At Chicago’s O’Hare Airport (ORD), it is hard to miss the model of the four-story high, 72-foot-long Brachiosaurus skeleton on loan from Chicago’s Field Museum of Natural History that stands guard on the upper level of Terminal 1 in Concourse B.

But on Tuesday there will be a party at ORD for a real dinosaur skeleton.

Trix, a 66 million-year-old female Tyrannosaurus rex fossil excavated in Montana in 2013, will board a KLM flight to Amsterdam’s Schiphol Airport and then take up residence at the Naturalis Biodiversity Center, a museum in nearby Leiden.

Starting Sept. 10, Trix will become the first T. rex skeleton permanently exhibited in a museum in mainland Europe. She is otherwise notable because the “quality of this fossil is unmatched by any other large T. rex find,” said Anne Schulp, the paleontologist who is head of T. rex research at Naturalis.

Trix has more than 80% of her bone volume, placing her in the top 3 rankings of the most complete T. rex skeletons in the world, said Schulp. For the trip to the Netherlands all 13,000 pounds of Trix’s bones will be carefully packed into small crates that will then be tucked inside bigger crates.

“The small crates are filled with what we lovingly call 'museum foam’ that has perfectly measured holes in which the individual bones fit exactly,” said Schulp. “They are packed entirely shockproof so that, even after a turbulent flight, the bones still look their best when they come out of the crates.”

At Tuesday’s send off for Trix, passengers in ORD's International Terminal 5 will be able to watch the crates get loaded onto the airplane and witness the KLM pilot making sure Trix’s giant Dutch passport is in order. Passengers will also able to get their photos taken with the T. rex (on a green screen) and pick up T. rex tattoos and stickers.

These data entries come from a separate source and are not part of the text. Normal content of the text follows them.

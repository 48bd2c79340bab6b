// Copyright 2023 Datafuse Labs.
//
// Licensed under the Apache License, Version 2.0 (the "License");
// you may not use this file except in compliance with the License.
// You may obtain a copy of the License at
//
//     http://www.apache.org/licenses/LICENSE-2.0
//
// Unless required by applicable law or agreed to in writing, software
// distributed under the License is distributed on an "AS IS" BASIS,
// WITHOUT WARRANTIES OR CONDITIONS OF ANY KIND, either express or implied.
// See the License for the specific language governing permissions and
// limitations under the License.

use std::collections::BTreeMap;
use std::fs;
use std::io;
use std::path::Path;
use std::path::PathBuf;
use std::sync::Arc;

use jsonres::{load, load_json, Bundle, DirBundle, Error, JsonKind, Value};
use serde_json::json;
use tempfile::TempDir;

fn bundle_with(files: &[(&str, &str)]) -> (TempDir, DirBundle) {
    let dir = tempfile::tempdir().unwrap();
    for (name, content) in files {
        let path = dir.path().join(name);
        if let Some(parent) = path.parent() {
            fs::create_dir_all(parent).unwrap();
        }
        fs::write(path, content).unwrap();
    }
    let bundle = DirBundle::new(dir.path());
    (dir, bundle)
}

/// Resolves every name to a path that does not exist.
struct VanishingBundle;

impl Bundle for VanishingBundle {
    fn resolve_path(&self, base: &str, extension: &str) -> Option<PathBuf> {
        Some(PathBuf::from(format!("/nonexistent/{base}.{extension}")))
    }
}

/// Serves resources from memory.
struct MemoryBundle(BTreeMap<String, Vec<u8>>);

impl Bundle for MemoryBundle {
    fn resolve_path(&self, base: &str, extension: &str) -> Option<PathBuf> {
        let key = format!("{base}.{extension}");
        self.0.contains_key(&key).then(|| PathBuf::from(key))
    }

    fn read(&self, path: &Path) -> io::Result<Vec<u8>> {
        let key = path.to_string_lossy();
        self.0
            .get(&*key)
            .cloned()
            .ok_or_else(|| io::Error::new(io::ErrorKind::NotFound, key.to_string()))
    }
}

#[test]
fn test_load_object() {
    let (_dir, bundle) = bundle_with(&[("config.json", r#"{"a": 1}"#)]);
    let value = load_json("config", &bundle).unwrap();
    assert_eq!(value, Value::from(json!({"a": 1})));

    let value = load_json("config.json", &bundle).unwrap();
    assert_eq!(value, Value::from(json!({"a": 1})));
}

#[test]
fn test_load_array() {
    let (_dir, bundle) = bundle_with(&[("list.json", r#"[{"x": 1}, {"x": 2}]"#)]);
    let value = load_json("list", &bundle).unwrap();
    let items = value.as_array().unwrap();
    assert_eq!(items.len(), 2);
    assert_eq!(items[0], Value::from(json!({"x": 1})));
    assert_eq!(items[1], Value::from(json!({"x": 2})));
}

#[test]
fn test_load_scalar() {
    let (_dir, bundle) = bundle_with(&[("version.json", "3")]);
    let value = load_json("version", &bundle).unwrap();
    assert_eq!(value.as_u64(), Some(3));

    let json = load("version", &bundle).unwrap();
    assert_eq!(json.kind(), JsonKind::None);
}

#[test]
fn test_load_other_extension_and_subdirectory() {
    let (_dir, bundle) = bundle_with(&[
        ("data.geojson", r#"{"type": "Feature"}"#),
        ("fixtures/users.json", r#"[{"id": 7}]"#),
    ]);
    let value = load_json("data.geojson", &bundle).unwrap();
    assert_eq!(value.get("type"), Some(&Value::from("Feature")));

    let json = load("fixtures/users", &bundle).unwrap();
    assert!(json.is_array());
    assert_eq!(json.raw(), br#"[{"id": 7}]"#);
    assert!(load_json("data", &bundle).unwrap_err().is_not_found());
}

#[test]
fn test_load_missing() {
    let (_dir, bundle) = bundle_with(&[("config.json", "{}")]);
    let err = load_json("missing", &bundle).unwrap_err();
    assert!(err.is_not_found());
    assert_eq!(err.to_string(), "resource `missing` not found");

    assert!(load("missing.json", &bundle).unwrap_err().is_not_found());
}

#[test]
fn test_load_invalid_names() {
    let (_dir, bundle) = bundle_with(&[("config.json", "{}")]);
    for name in ["", "/config.json", "../config", "a//config"] {
        let err = load_json(name, &bundle).unwrap_err();
        assert!(err.is_not_found(), "{name:?}");
    }
}

#[test]
fn test_load_malformed() {
    let (_dir, bundle) = bundle_with(&[("broken.json", r#"{"a": "#)]);
    let err = load_json("broken", &bundle).unwrap_err();
    assert!(err.is_decode());
    assert!(load("broken", &bundle).unwrap_err().is_decode());
}

#[test]
fn test_load_unreadable() {
    let err = load_json("config", &VanishingBundle).unwrap_err();
    match err {
        Error::Read { path, source } => {
            assert_eq!(path, PathBuf::from("/nonexistent/config.json"));
            assert_eq!(source.kind(), io::ErrorKind::NotFound);
        }
        other => panic!("expected read error, got {other:?}"),
    }
}

#[test]
fn test_load_custom_bundle() {
    let mut files = BTreeMap::new();
    files.insert("config.json".to_string(), br#"{"a": 1}"#.to_vec());
    let bundle: Arc<dyn Bundle> = Arc::new(MemoryBundle(files));

    let json = load("config", &bundle).unwrap();
    assert!(json.is_object());
    assert_eq!(json.as_object().get("a").and_then(Value::as_u64), Some(1));
    assert!(load_json("other", &bundle).unwrap_err().is_not_found());

    let boxed: Box<dyn Bundle> = Box::new(VanishingBundle);
    assert!(load_json("x", &boxed).unwrap_err().is_read());
}

#[test]
fn test_load_search_paths() {
    let (_base, base) = bundle_with(&[("config.json", r#"{"layer": "base"}"#)]);
    let (_overlay, overlay) = bundle_with(&[
        ("config.json", r#"{"layer": "overlay"}"#),
        ("extra.json", "[]"),
    ]);
    let bundle = DirBundle::new(&base.roots()[0]).with_search_path(&overlay.roots()[0]);

    let value = load_json("config", &bundle).unwrap();
    assert_eq!(value.get("layer"), Some(&Value::from("base")));
    assert!(load("extra", &bundle).unwrap().is_array());
}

“A skeleton of more than 40 feet high and 66 million years old is a proper symbol for the width and the depth of the scientific bonds between our two countries,” said Louis Piet, Chicago Consul General of the Royal Kingdom of the Netherlands, “and its departure from Chicago is therefore an opportunity to call attention to this cooperation.”

Harriet Baskas is a Seattle-based airports and aviation writer and Paste BN Travel's "At the Airport" columnist. She occasionally contributes to Ben Mutzabaugh's Today in the Sky blog. Follow her at twitter.com/hbaskas.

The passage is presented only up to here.